The animal in Derrida
The book begins with a Satresque reflection on the view of the other: when foreign eyes look at me, am I not forced to ask myself who I am? Even if the foreign eyes belong to an animal. A cat. This is truly the opening scene, from which Derrida develops his reflection. It’s when he sends himself to the bathroom to take a shower that he notices that his cat is watching him. The ‘buck naked’ philosopher can’t help himself: a feeling of shame, humiliation takes hold of him. So he asks himself: What does it mean to live with an animal? What does it mean for us? What does it mean for them?” (via signandsight magazine roundup)

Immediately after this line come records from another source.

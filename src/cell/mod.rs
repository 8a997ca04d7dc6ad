// SPDX-License-Identifier: MIT
//
// Copyright (c) 2025 Alexandre Severino
//
// Permission is hereby granted, free of charge, to any person obtaining a copy
// of this software and associated documentation files (the "Software"), to deal
// in the Software without restriction, including without limitation the rights
// to use, copy, modify, merge, publish, distribute, sublicense, and/or sell
// copies of the Software, and to permit persons to whom the Software is
// furnished to do so, subject to the following conditions:
//
// The above copyright notice and this permission notice shall be included in
// all copies or substantial portions of the Software.
//
// THE SOFTWARE IS PROVIDED "AS IS", WITHOUT WARRANTY OF ANY KIND, EXPRESS OR
// IMPLIED, INCLUDING BUT NOT LIMITED TO THE WARRANTIES OF MERCHANTABILITY,
// FITNESS FOR A PARTICULAR PURPOSE AND NONINFRINGEMENT. IN NO EVENT SHALL THE
// AUTHORS OR COPYRIGHT HOLDERS BE LIABLE FOR ANY CLAIM, DAMAGES OR OTHER
// LIABILITY, WHETHER IN AN ACTION OF CONTRACT, TORT OR OTHERWISE, ARISING FROM,
// OUT OF OR IN CONNECTION WITH THE SOFTWARE OR THE USE OR OTHER DEALINGS IN THE
// SOFTWARE.

//! Cells: the tetrahedron and the general polyhedron behind a common
//! capability trait, plus the boundary cells they hand out.

pub mod decompose;
pub mod edge_table;
pub mod faces;
pub mod point_id_map;
pub mod polyhedron;

use thiserror::Error;

use crate::{
    geometry::{point::Point3, polygon, vector::Vector3},
    interpolation::InterpolationError,
    kernel::tetra::{self, Tetra},
    numeric::{degeneracy::Degeneracy, scalar::Scalar},
};

pub use polyhedron::{CanonicalPolyhedron, Polyhedron, PolyhedronOptions, PolyhedronState};

/// Errors raised while building or querying a cell.
#[derive(Clone, Debug, Error, PartialEq, Eq)]
pub enum CellError {
    #[error("no faces have been set")]
    NoFaces,
    #[error("malformed face list at offset {offset}: {reason}")]
    MalformedFaces { offset: usize, reason: &'static str },
    #[error("point {id} is not in the point storage ({points} points)")]
    MissingPoint { id: usize, points: usize },
    /// An undirected edge (global ids) not shared by exactly two faces.
    #[error("edge {edge:?} is used by {uses} faces, expected 2")]
    NonManifold { edge: [usize; 2], uses: usize },
    #[error("expected {expected} values, got {actual}")]
    ValueCount { expected: usize, actual: usize },
    #[error("cell is degenerate")]
    Degenerate,
    #[error(transparent)]
    Interpolation(#[from] InterpolationError),
}

/// A straight edge of a cell.
#[derive(Debug, Clone, Copy, PartialEq)]
pub struct Line<T: Scalar> {
    pub point_ids: [usize; 2],
    pub points: [Point3<T>; 2],
}

/// A planar face of a cell, counter-clockwise seen from outside.
#[derive(Debug, Clone, PartialEq)]
pub struct Polygon<T: Scalar> {
    pub point_ids: Vec<usize>,
    pub points: Vec<Point3<T>>,
}

impl<T: Scalar> Polygon<T> {
    pub fn len(&self) -> usize {
        self.point_ids.len()
    }

    pub fn is_empty(&self) -> bool {
        self.point_ids.is_empty()
    }

    /// Area-weighted normal (length twice the area).
    pub fn normal(&self) -> Vector3<T> {
        polygon::newell_normal(&self.points)
    }

    pub fn centroid(&self) -> Point3<T> {
        polygon::centroid(&self.points)
    }

    /// Ear-clipped triangles as positions into this polygon's point list.
    pub fn triangulate(&self) -> Option<Vec<[usize; 3]>> {
        polygon::triangulate(&self.points)
    }
}

/// Outcome of locating a point relative to a cell.
#[derive(Debug, Clone, PartialEq)]
pub struct CellPosition<T: Scalar> {
    pub closest_point: Point3<T>,
    pub pcoords: [T; 3],
    /// Zero when the point is inside.
    pub dist2: T,
    /// One interpolation weight per cell point.
    pub weights: Vec<T>,
    pub inside: bool,
}

/// Operations every 3D cell supports.
pub trait Cell3D<T: Scalar> {
    fn number_of_points(&self) -> usize;

    fn number_of_edges(&self) -> usize;

    fn number_of_faces(&self) -> usize;

    fn edge(&self, i: usize) -> Option<Line<T>>;

    fn face(&self, i: usize) -> Option<Polygon<T>>;

    fn evaluate_position(&self, x: &Point3<T>) -> Result<CellPosition<T>, CellError>;

    /// The point reproduced by `weights` (one per cell point).
    fn evaluate_location(&self, weights: &[T]) -> Point3<T>;

    /// Interpolation weights at the given parametric coordinates.
    fn interpolate_functions(&self, pcoords: &[T; 3]) -> Result<Vec<T>, CellError>;

    /// Derivatives of the interpolation weights with respect to the
    /// parametric coordinates: all `d/dr` first, then `d/ds`, then `d/dt`,
    /// one entry per cell point in each block.
    fn interpolate_derivs(&self, pcoords: &[T; 3]) -> Result<Vec<T>, CellError>;

    fn parametric_center(&self) -> [T; 3];
}

impl<T: Scalar> Cell3D<T> for Tetra<T> {
    fn number_of_points(&self) -> usize {
        4
    }

    fn number_of_edges(&self) -> usize {
        tetra::EDGES.len()
    }

    fn number_of_faces(&self) -> usize {
        tetra::FACES.len()
    }

    fn edge(&self, i: usize) -> Option<Line<T>> {
        let [a, b] = *tetra::EDGES.get(i)?;
        Some(Line {
            point_ids: [self.point_ids[a], self.point_ids[b]],
            points: [self.points[a], self.points[b]],
        })
    }

    fn face(&self, i: usize) -> Option<Polygon<T>> {
        let face = tetra::FACES.get(i)?;
        Some(Polygon {
            point_ids: face.iter().map(|&k| self.point_ids[k]).collect(),
            points: face.iter().map(|&k| self.points[k]).collect(),
        })
    }

    fn evaluate_position(&self, x: &Point3<T>) -> Result<CellPosition<T>, CellError> {
        let pos = Tetra::evaluate_position(self, x, Degeneracy::ExactZero)
            .ok_or(CellError::Degenerate)?;
        Ok(CellPosition {
            closest_point: pos.closest_point,
            pcoords: pos.pcoords,
            dist2: pos.dist2,
            weights: pos.weights.to_vec(),
            inside: pos.inside,
        })
    }

    fn evaluate_location(&self, weights: &[T]) -> Point3<T> {
        let mut w = [T::zero(); 4];
        for (dst, src) in w.iter_mut().zip(weights) {
            *dst = *src;
        }
        Tetra::evaluate_location(self, &w)
    }

    fn interpolate_functions(&self, pcoords: &[T; 3]) -> Result<Vec<T>, CellError> {
        let [r, s, t] = *pcoords;
        Ok(vec![T::one() - r - s - t, r, s, t])
    }

    fn interpolate_derivs(&self, _pcoords: &[T; 3]) -> Result<Vec<T>, CellError> {
        let (o, l) = (T::zero(), T::one());
        Ok(vec![-l, l, o, o, -l, o, l, o, -l, o, o, l])
    }

    fn parametric_center(&self) -> [T; 3] {
        [T::from_f64(0.25); 3]
    }
}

The Derrida industry has been going on unabated. There’s a new little series (the “Carnets” published by Editions de L’Herne) which has brought out 7 (seven) little black paperbacks of Derrida essays, including “Qu’est-ce qu’une traduction ‘relevante’,” a 70-page essay first published in the large (630 pages) Jacques Derrida “Cahiers de l’Herne” homage issue. At one level these little single-essay booklets seem like a quick way of profiteering from the JD label (or “labelle” as the french pronounce the word), on the other hand, they are very handy and elegant pocketable versions of texts that otherwise need to be “consulted” (rather than read for pleasure) in bigger unwieldier tomes or, often, in academic reviews and quarterlies available only to those with University library access.
Looking at those little black “Carnets” reminds me of an earlier version — slightly higher but basically of the same design and lay-out — of that series from l’Herne in the 70ies. It’s founder — the strange, particled, right-wing (or just disgruntled-with-Sartrian orthodoxy) revolutionary novelist, essayist and journalist Dominique de Roux, author of excellent books on Céline and Witold Gombrowitz, unhappily untranslated, among others — had offered to publish a first collection of my writings in French translation in that series back in 1974, the rider, however, being that I would “quickly” translate Ken Kesey’s largish novel Sometimes a Great Notion into French, in exchange. I declined in not so polite terms — which didn’t phase Dominique and we remained friends until his untimely death in 1977 from a heart attack on the way to or from covering another revolution or independence struggle in Lusitanian Africa.